The doctor leading the circle is a dog who tries to be accommodating to everybody’s species-specific problem. The pig overeats. Of the mantis he acknowledges that sexual cannibalism is “still a taboo for some”. The gorilla’s outbursts are more difficult but the film does explore the question of to what extent must we tolerate individual quirks. It’s all done with humor, as written and drawn by two locals, Alison Snowden and David Fine. They won an Oscar years ago and have been working in animated series since then. This one is 14 minutes long and you’ll find it in the guide as part of the program The Curtain Calls. It’s grouped with six other short films on a range of subjects. (Screens tonight and next Monday afternoon).

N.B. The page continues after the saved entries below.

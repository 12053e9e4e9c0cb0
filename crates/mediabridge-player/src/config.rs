use std::time::Duration;

/// Per-player configuration.
#[derive(Debug, Clone)]
pub struct PlayerConfig {
    /// Interval of the best-effort out-of-band snapshot push. Covers state
    /// changes the native engine does not reliably notify (volume and speed
    /// on some platforms); not required for correctness of any single
    /// command.
    pub refresh_interval: Duration,
    /// Preferred audio language, re-applied after every successful media
    /// item load.
    pub audio_language: Option<String>,
    /// Preferred subtitle language, re-applied after every successful media
    /// item load.
    pub subtitle_language: Option<String>,
}

impl Default for PlayerConfig {
    fn default() -> Self {
        Self {
            refresh_interval: Duration::from_secs(15),
            audio_language: None,
            subtitle_language: None,
        }
    }
}
//! State snapshot assembly.

use mediabridge_core::{PlaybackLifecycle, PlayerStateSnapshot, derive_playback_state};

use crate::adapter::NativePlayerAdapter;
use crate::media_item;

use super::CoordinatorState;

/// Rebuilds the full state snapshot from live adapter queries. Nothing here
/// is cached; the adapter is the single source of truth for playback state.
pub(super) fn build_state_snapshot(
    state: &CoordinatorState,
    adapter: &dyn NativePlayerAdapter,
) -> PlayerStateSnapshot {
    let current_media_item = adapter
        .current_item()
        .map(|native| media_item::from_native(&native, adapter.duration_ms()));
    let lifecycle = adapter.lifecycle();
    let playback_state =
        derive_playback_state(adapter.is_playing(), adapter.play_when_ready(), lifecycle);

    PlayerStateSnapshot {
        player_id: state.player_id.clone(),
        current_media_item,
        playback_position_ms: adapter.position_ms(),
        playback_state,
        playback_speed: adapter.playback_speed(),
        is_buffering: lifecycle == PlaybackLifecycle::Buffering,
        is_fullscreen: state.is_fullscreen,
        video_size: adapter
            .video_size()
            .filter(|size| size.width > 0 && size.height > 0),
    }
}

SCIENCE FAIR: This one will make you feel good about the world. It has teenagers who aren’t foul-mouthed cynics. They’re amazingly talented and inventive science kids competing in a mammoth competition run by the Intel Corporation and filmed by the National Geographic people. We visit with and then follow nine of the 1,700 who entered the contest. One from Germany has revitalized an experimental airplane wing that never caught on. A girl in South Dakoka is studying teen risk taking. One is into machine learning, a trio of boys have a specialized stethoscope and a girl in Brazil is researching new drugs to fight the Zita virus.

 

The range of their interests and the brain-power they’re harnessing leaves you amazed. And optimistic. Some are wonderfully confident. “I have too much to give to the world,” says one. There’s tension because as one says they work all year and then have 10 minutes to convince the judges. The film doesn’t end the way you expect but satisfies intellectually. (Screens Tues and Fri evening)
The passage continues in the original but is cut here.